Dialogisches Denken, auch intersubjektives Denken genannt, ist auf die Verwirklichung durch den Menschen angewiesen. Es bietet große Möglichkeiten. Um diese zu realisieren, müssen wir bereit sein, unsere Annahmen zu hinterfragen. «Jetzt erst wird deutlich, dass das Problem in der Kommunikation nicht darin liegt, dass man mit einem inneren Anliegen etwas vorbringt. Vielmehr liegt es darin, wie es vorgebracht wird und insbesondere, was einen antreibt, es vorzubringen.» Um dem näherzukommen, werden im Buch verschiedenste Ansätze und Verfahren zu Kommunikation vorgestellt, wie zum Beispiel von Martin Buber, Claus Otto Scharmer, Richard Sennett, Marshall Rosenberg. Es tauchen auch Menschen aus der Psychologie oder der Literatur auf. Sie helfen den Lesenden, sensibler wahrzunehmen in jenen Dingen, die unser Kommunizieren meist unbewusst beeinflussen. Die Typen des Charakterstrukturmodells von Christiane Geiser und Ernst Juchli beispielsweise oder Peter Handkes lebenslanges Suchen und immer wieder Versuchen so zu artikulieren, dass etwas offen bleibt. Man merkt recht schnell, dass das Autorenteam weiß, wovon es spricht.
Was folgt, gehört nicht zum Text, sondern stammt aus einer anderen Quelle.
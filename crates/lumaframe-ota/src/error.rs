//! Error types for over-the-air updates.

use thiserror::Error;

use crate::policy::BlockReason;

/// Errors surfaced by the update pipelines.
#[derive(Error, Debug)]
pub enum OtaError {
    /// An install or check is already running.
    #[error("Update already in progress")]
    AlreadyInProgress,

    /// The requested operation is not valid in the current state.
    #[error("Invalid state for operation: {0}")]
    InvalidState(String),

    /// A runtime activity takes precedence over the update.
    #[error("Update blocked: {0}")]
    Blocked(BlockReason),

    /// A requested release, manifest entry, or slot image does not exist.
    #[error("Not found: {0}")]
    NotFound(String),

    /// Network-level failure talking to the release host.
    #[error("Network error: {0}")]
    Network(String),

    /// The published checksum could not be retrieved or parsed.
    #[error("Checksum unavailable: {0}")]
    ChecksumUnavailable(String),

    /// The computed digest does not match the published one.
    #[error("Checksum mismatch: expected {expected}, computed {computed}")]
    ChecksumMismatch {
        /// Digest published alongside the release.
        expected: String,
        /// Digest computed over the local bytes.
        computed: String,
    },

    /// Read, write, erase, or finalize failure on flash.
    #[error("Partition I/O error: {0}")]
    PartitionIo(String),

    /// Mount, unmount, or marker-file failure on the asset filesystem.
    #[error("Filesystem error: {0}")]
    Filesystem(String),

    /// The downloaded image does not fit the target partition or buffer cap.
    #[error("Image too large: {size} bytes exceeds limit of {limit} bytes")]
    ImageTooLarge {
        /// Announced or received image size.
        size: u64,
        /// Partition capacity or configured buffer cap.
        limit: u64,
    },

    /// The download buffer could not be allocated.
    #[error("Out of memory: {0}")]
    OutOfMemory(String),

    /// The shared storage bus could not be acquired.
    #[error("Storage bus unavailable: {0}")]
    Bus(#[from] lumaframe_bus::BusError),

    /// Persisted state could not be serialized or parsed.
    #[error("Serialization error: {0}")]
    Serialization(#[from] serde_json::Error),

    /// I/O error outside the flash partitions.
    #[error("I/O error: {0}")]
    Io(#[from] std::io::Error),
}

impl OtaError {
    /// Whether a retry with backoff could plausibly succeed.
    ///
    /// Fetch loops retry transient errors and give up immediately on the
    /// rest. A missing release stays missing no matter how often it is
    /// requested.
    pub fn is_transient(&self) -> bool {
        matches!(self, Self::Network(_) | Self::Bus(_))
    }
}
//! Release version parsing and ordering.
//!
//! Published firmware tags are dotted numeric strings, optionally prefixed
//! with `v` (`v1.4.0`) and optionally carrying a build suffix after `-` or
//! `+` (`1.4.0-rc1`). Ordering compares numeric components left to right
//! with missing components treated as zero, so `1.4` and `1.4.0` are the
//! same version. Suffixes do not participate in ordering.

use std::cmp::Ordering;
use std::fmt;
use std::str::FromStr;

use serde::{Deserialize, Deserializer, Serialize, Serializer};
use thiserror::Error;

/// Errors from parsing a version string.
#[derive(Error, Debug, Clone, PartialEq, Eq)]
pub enum VersionError {
    /// The string contained no components at all.
    #[error("Empty version string")]
    Empty,

    /// A dotted component was not a decimal number.
    #[error("Invalid version component: {0:?}")]
    InvalidComponent(String),
}

/// A parsed release version with a strict total order.
#[derive(Debug, Clone, PartialEq, Eq, Hash)]
pub struct ReleaseVersion {
    components: Vec<u64>,
}

impl ReleaseVersion {
    /// Parses a version string like `1.4.0`, `v2.0`, or `1.4.0-rc1`.
    ///
    /// # Errors
    ///
    /// Returns [`VersionError`] for empty input or non-numeric components.
    pub fn parse(input: &str) -> Result<Self, VersionError> {
        let trimmed = input.trim();
        let without_prefix = trimmed
            .strip_prefix('v')
            .or_else(|| trimmed.strip_prefix('V'))
            .unwrap_or(trimmed);
        let core = without_prefix
            .split_once(['-', '+'])
            .map_or(without_prefix, |(core, _suffix)| core);
        if core.is_empty() {
            return Err(VersionError::Empty);
        }

        let mut components = Vec::new();
        for part in core.split('.') {
            let value: u64 = part
                .parse()
                .map_err(|_| VersionError::InvalidComponent(part.to_string()))?;
            components.push(value);
        }

        // Normalize so ordering and equality agree: 1.4.0 == 1.4.
        while components.len() > 1 && components.last() == Some(&0) {
            components.pop();
        }

        Ok(Self { components })
    }

    /// The normalized numeric components, most significant first.
    pub fn components(&self) -> &[u64] {
        &self.components
    }

    /// Compares two raw version strings, if both parse.
    pub fn try_compare(a: &str, b: &str) -> Option<Ordering> {
        let a = Self::parse(a).ok()?;
        let b = Self::parse(b).ok()?;
        Some(a.cmp(&b))
    }
}

impl Ord for ReleaseVersion {
    fn cmp(&self, other: &Self) -> Ordering {
        let len = self.components.len().max(other.components.len());
        for i in 0..len {
            let a = self.components.get(i).copied().unwrap_or(0);
            let b = other.components.get(i).copied().unwrap_or(0);
            match a.cmp(&b) {
                Ordering::Equal => {}
                unequal => return unequal,
            }
        }
        Ordering::Equal
    }
}

impl PartialOrd for ReleaseVersion {
    fn partial_cmp(&self, other: &Self) -> Option<Ordering> {
        Some(self.cmp(other))
    }
}

impl fmt::Display for ReleaseVersion {
    fn fmt(&self, f: &mut fmt::Formatter<'_>) -> fmt::Result {
        let mut first = true;
        for component in &self.components {
            if !first {
                write!(f, ".")?;
            }
            write!(f, "{component}")?;
            first = false;
        }
        Ok(())
    }
}

impl FromStr for ReleaseVersion {
    type Err = VersionError;

    fn from_str(s: &str) -> Result<Self, Self::Err> {
        Self::parse(s)
    }
}

impl Serialize for ReleaseVersion {
    fn serialize<S: Serializer>(&self, serializer: S) -> Result<S::Ok, S::Error> {
        serializer.collect_str(self)
    }
}

impl<'de> Deserialize<'de> for ReleaseVersion {
    fn deserialize<D: Deserializer<'de>>(deserializer: D) -> Result<Self, D::Error> {
        let raw = String::deserialize(deserializer)?;
        raw.parse().map_err(serde::de::Error::custom)
    }
}
//! Release discovery and image transfer contracts.
//!
//! The pipelines are transport-agnostic. A [`ReleaseProvider`] fronts
//! whatever release host the appliance is pointed at and owns all HTTP
//! details; the pipelines only see typed release data and chunked byte
//! streams.

use async_trait::async_trait;
use serde::{Deserialize, Serialize};

use crate::checksum::Checksum;
use crate::error::OtaError;
use crate::version::ReleaseVersion;

/// A published firmware release.
#[derive(Debug, Clone, PartialEq, Eq, Serialize, Deserialize)]
pub struct ReleaseInfo {
    /// Version tag of the release.
    pub version: ReleaseVersion,
    /// Where to stream the firmware image from.
    pub download_url: String,
    /// Where to fetch the published SHA-256 digest, when the host offers one.
    pub checksum_url: Option<String>,
    /// Announced image size in bytes, zero when unknown.
    pub size: u64,
    /// Human-readable notes attached to the release.
    pub release_notes: Option<String>,
    /// Whether the host marks this release as a prerelease.
    pub is_prerelease: bool,
}

/// A published web-asset bundle.
#[derive(Debug, Clone, PartialEq, Eq, Serialize, Deserialize)]
pub struct AssetRelease {
    /// Version tag of the asset bundle.
    pub version: ReleaseVersion,
    /// Where to download the raw filesystem image from.
    pub download_url: String,
    /// Published digest of the image, when the host offers one.
    pub checksum: Option<Checksum>,
}

/// Everything the release host publishes for one release cycle.
#[derive(Debug, Clone, Default)]
pub struct ReleaseManifest {
    /// Latest firmware release, if any exists.
    pub firmware: Option<ReleaseInfo>,
    /// Matching web-asset bundle, if the release ships one.
    pub web_assets: Option<AssetRelease>,
}

/// A chunked download in flight.
#[async_trait]
pub trait ImageStream: Send {
    /// Announced total size in bytes, zero when the host did not say.
    fn total_size(&self) -> u64;

    /// Next chunk of the image, or `None` at end of stream.
    ///
    /// # Errors
    ///
    /// Returns [`OtaError::Network`] when the transfer breaks mid-stream.
    async fn next_chunk(&mut self) -> Result<Option<Vec<u8>>, OtaError>;
}

/// Client for the release host.
#[async_trait]
pub trait ReleaseProvider: Send + Sync {
    /// Queries the newest published firmware release.
    ///
    /// # Errors
    ///
    /// [`OtaError::NotFound`] when the host has no releases, or
    /// [`OtaError::Network`] on transport failure.
    async fn latest_release(&self) -> Result<ReleaseInfo, OtaError>;

    /// Queries the full manifest for the newest release cycle.
    ///
    /// # Errors
    ///
    /// Same taxonomy as [`ReleaseProvider::latest_release`].
    async fn release_manifest(&self) -> Result<ReleaseManifest, OtaError>;

    /// Downloads and parses the published digest at `url`.
    ///
    /// # Errors
    ///
    /// [`OtaError::Network`] on transport failure or
    /// [`OtaError::ChecksumUnavailable`] when the payload is not a digest.
    async fn fetch_checksum(&self, url: &str) -> Result<Checksum, OtaError>;

    /// Opens a chunked download of the image at `url`.
    ///
    /// # Errors
    ///
    /// [`OtaError::Network`] when the transfer cannot be started.
    async fn open_image(&self, url: &str) -> Result<Box<dyn ImageStream>, OtaError>;
}
//! Aggregate progress counts derived from the queue contents.

use std::fmt;

use serde::Serialize;

use crate::task::{Task, TaskStatus};

/// Per-status task counts, recomputed from the queue on demand.
///
/// # Examples
///
/// ```
/// use uploadq::Progress;
///
/// let p = Progress { total: 5, pending: 2, uploading: 2, succeeded: 0, failed: 1 };
/// assert_eq!(p.to_string(), "uploading 2/5, 1 failed");
/// assert!(p.has_failures());
/// assert!(!p.is_idle());
/// ```
#[derive(Debug, Clone, Copy, Default, PartialEq, Eq, Serialize)]
pub struct Progress {
    pub total: usize,
    pub pending: usize,
    pub uploading: usize,
    pub succeeded: usize,
    pub failed: usize,
}

impl Progress {
    pub fn from_tasks<'a>(tasks: impl IntoIterator<Item = &'a Task>) -> Self {
        tasks.into_iter().fold(Self::default(), |mut p, task| {
            p.total += 1;
            match task.status() {
                TaskStatus::Pending => p.pending += 1,
                TaskStatus::Uploading => p.uploading += 1,
                TaskStatus::Succeeded => p.succeeded += 1,
                TaskStatus::Failed => p.failed += 1,
            }
            p
        })
    }

    /// Nothing is pending or uploading.
    pub fn is_idle(&self) -> bool {
        self.pending == 0 && self.uploading == 0
    }

    pub fn has_failures(&self) -> bool {
        self.failed > 0
    }
}

impl fmt::Display for Progress {
    fn fmt(&self, f: &mut fmt::Formatter<'_>) -> fmt::Result {
        write!(f, "uploading {}/{}", self.uploading, self.total)?;
        if self.failed > 0 {
            write!(f, ", {} failed", self.failed)?;
        }
        Ok(())
    }
}
//! Task records — the unit of work tracked by the queue.
//!
//! A [`Task`] pairs an immutable identity ([`TaskId`], [`Payload`], enqueue time)
//! with mutable bookkeeping ([`TaskStatus`], retry count, last failure). Callers
//! only ever see clones handed out by [`TaskQueue::snapshot`]; the live records are
//! owned and mutated exclusively by the queue.
//!
//! [`TaskQueue::snapshot`]: crate::queue::TaskQueue::snapshot

use std::collections::BTreeMap;
use std::fmt;

use bytes::Bytes;
use serde::{Serialize, Serializer};
use tokio::time::Instant;

/// Opaque identifier assigned at enqueue time.
///
/// Identifiers are allocated from a per-queue counter that is never reset, not
/// even by [`TaskQueue::clear`](crate::queue::TaskQueue::clear), so an id is never
/// reused for the lifetime of a queue instance.
#[derive(Debug, Clone, Copy, PartialEq, Eq, PartialOrd, Ord, Hash, Serialize)]
#[serde(transparent)]
pub struct TaskId(u64);

impl TaskId {
    pub(crate) fn new(raw: u64) -> Self {
        Self(raw)
    }

    /// Returns the raw numeric value of the id.
    pub fn as_u64(self) -> u64 {
        self.0
    }
}

impl fmt::Display for TaskId {
    fn fmt(&self, f: &mut fmt::Formatter<'_>) -> fmt::Result {
        write!(f, "task-{}", self.0)
    }
}

/// Lifecycle state of a task.
///
/// ```text
/// Pending ──dispatch──▶ Uploading ──success──▶ Succeeded
///    ▲                      │
///    ├──failure, retries left (after backoff)
///    │                      └──failure, exhausted──▶ Failed
///    └──────────── retry_failed_uploads ─────────────┘
/// ```
#[derive(Debug, Clone, Copy, PartialEq, Eq, Hash, Serialize)]
#[serde(rename_all = "lowercase")]
pub enum TaskStatus {
    /// Waiting for a concurrency slot (or for its retry delay to elapse).
    Pending,
    /// Handed to the uploader; occupies one concurrency slot.
    Uploading,
    /// Terminal: the uploader reported success.
    Succeeded,
    /// Terminal: retries are exhausted. Only an explicit retry revives it.
    Failed,
}

impl TaskStatus {
    /// Returns the lowercase name of the status.
    pub fn as_str(self) -> &'static str {
        match self {
            Self::Pending => "pending",
            Self::Uploading => "uploading",
            Self::Succeeded => "succeeded",
            Self::Failed => "failed",
        }
    }

    /// Returns `true` for `Succeeded` and `Failed`.
    pub fn is_terminal(self) -> bool {
        matches!(self, Self::Succeeded | Self::Failed)
    }
}

impl fmt::Display for TaskStatus {
    fn fmt(&self, f: &mut fmt::Formatter<'_>) -> fmt::Result {
        f.write_str(self.as_str())
    }
}

/// The content handed to the uploader: raw bytes plus small key/value context.
///
/// Content is stored as [`Bytes`], so cloning a payload for each dispatch
/// attempt never copies the image data.
///
/// # Examples
///
/// ```
/// use uploadq::Payload;
///
/// let payload = Payload::new(vec![0xFFu8, 0xD8, 0xFF])
///     .with("item_id", "sku-1042")
///     .with("store_id", "7");
///
/// assert_eq!(payload.len(), 3);
/// assert_eq!(payload.get("item_id"), Some("sku-1042"));
/// ```
#[derive(Debug, Clone, Default, Serialize)]
pub struct Payload {
    #[serde(rename = "size", serialize_with = "serialize_len")]
    content: Bytes,
    metadata: BTreeMap<String, String>,
}

fn serialize_len<S: Serializer>(content: &Bytes, serializer: S) -> Result<S::Ok, S::Error> {
    serializer.serialize_u64(content.len() as u64)
}

impl Payload {
    /// Creates a payload with the given content and no metadata.
    pub fn new(content: impl Into<Bytes>) -> Self {
        Self {
            content: content.into(),
            metadata: BTreeMap::new(),
        }
    }

    /// Adds a metadata entry, replacing any previous value for `key`.
    #[must_use]
    pub fn with(mut self, key: impl Into<String>, value: impl Into<String>) -> Self {
        self.metadata.insert(key.into(), value.into());
        self
    }

    /// Returns the content bytes.
    pub fn content(&self) -> &Bytes {
        &self.content
    }

    /// Returns the content length in bytes.
    pub fn len(&self) -> usize {
        self.content.len()
    }

    /// Returns `true` if the content is empty.
    pub fn is_empty(&self) -> bool {
        self.content.is_empty()
    }

    /// Returns the metadata value for `key`, if any.
    pub fn get(&self, key: &str) -> Option<&str> {
        self.metadata.get(key).map(String::as_str)
    }

    /// Returns all metadata entries in key order.
    pub fn metadata(&self) -> &BTreeMap<String, String> {
        &self.metadata
    }
}

/// A unit of upload work tracked by the queue.
#[derive(Debug, Clone, Serialize)]
pub struct Task {
    id: TaskId,
    payload: Payload,
    status: TaskStatus,
    retry_count: u32,
    last_error: Option<String>,
    #[serde(skip)]
    enqueued_at: Instant,
    // Set while a failed attempt waits out its backoff; the scheduler skips it.
    #[serde(skip)]
    backing_off: bool,
}

impl Task {
    pub(crate) fn new(id: TaskId, payload: Payload, enqueued_at: Instant) -> Self {
        Self {
            id,
            payload,
            status: TaskStatus::Pending,
            retry_count: 0,
            last_error: None,
            enqueued_at,
            backing_off: false,
        }
    }

    pub fn id(&self) -> TaskId {
        self.id
    }

    pub fn payload(&self) -> &Payload {
        &self.payload
    }

    pub fn status(&self) -> TaskStatus {
        self.status
    }

    /// Number of failed attempts that were followed by an automatic retry.
    pub fn retry_count(&self) -> u32 {
        self.retry_count
    }

    /// Reason reported by the most recent failed attempt.
    pub fn last_error(&self) -> Option<&str> {
        self.last_error.as_deref()
    }

    /// Monotonic time at which the task was enqueued.
    pub fn enqueued_at(&self) -> Instant {
        self.enqueued_at
    }

    /// Returns `true` while the task is pending but still inside its retry delay.
    pub fn is_backing_off(&self) -> bool {
        self.status == TaskStatus::Pending && self.backing_off
    }

    /// Eligible for dispatch: pending and not waiting on a retry delay.
    pub(crate) fn is_dispatchable(&self) -> bool {
        self.status == TaskStatus::Pending && !self.backing_off
    }

    // ── State transitions (queue-internal) ───────────────────────────────────

    /// `Pending → Uploading`.
    pub(crate) fn mark_uploading(&mut self) {
        debug_assert!(self.is_dispatchable());
        self.status = TaskStatus::Uploading;
    }

    /// `Uploading → Succeeded`.
    pub(crate) fn mark_succeeded(&mut self) {
        debug_assert_eq!(self.status, TaskStatus::Uploading);
        self.status = TaskStatus::Succeeded;
        self.last_error = None;
    }

    /// `Uploading → Pending`, parked until its backoff timer releases it.
    pub(crate) fn mark_retrying(&mut self, reason: String) {
        debug_assert_eq!(self.status, TaskStatus::Uploading);
        self.status = TaskStatus::Pending;
        self.retry_count += 1;
        self.last_error = Some(reason);
        self.backing_off = true;
    }

    /// `Uploading → Failed`.
    pub(crate) fn mark_failed(&mut self, reason: String) {
        debug_assert_eq!(self.status, TaskStatus::Uploading);
        self.status = TaskStatus::Failed;
        self.last_error = Some(reason);
    }

    /// Ends the backoff period; the task becomes dispatchable again.
    pub(crate) fn release_backoff(&mut self) {
        self.backing_off = false;
    }

    /// `Failed → Pending` with the retry budget restored.
    pub(crate) fn reset_for_retry(&mut self) {
        debug_assert_eq!(self.status, TaskStatus::Failed);
        self.status = TaskStatus::Pending;
        self.retry_count = 0;
        self.backing_off = false;
    }
}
Es ist ein liebevolles Buch, nicht zuletzt, weil Albert Vinzens und Berenike Stolzenburg sich nicht vorenthalten. Aber auch, weil es mir nicht sagen will, wie ich was zu machen habe, um in einem ‹echten› Dialog zu sein. Es bietet fünf Schlüssel und das Verstehen von deren Wirkweise. Es ist auch ein gutes Buch, weil es fundiert und herzlich einlädt, sich selbst zu erkunden. Und weil es um die Wirkmacht des Sprechens und der Sprache selbst weiß. Damit verlassen die beiden den rein ‹fachwissenschaftlichen› Raum und weiten den Lesenden den Dialog als ein künstlerisches Feld. Es ist ein Buch für alle, die über sich und unser Menschsein als Sprechende etwas lernen möchten. Und darin ist es ganz praktisch. Denn sofort kann in der Praxis geübt werden.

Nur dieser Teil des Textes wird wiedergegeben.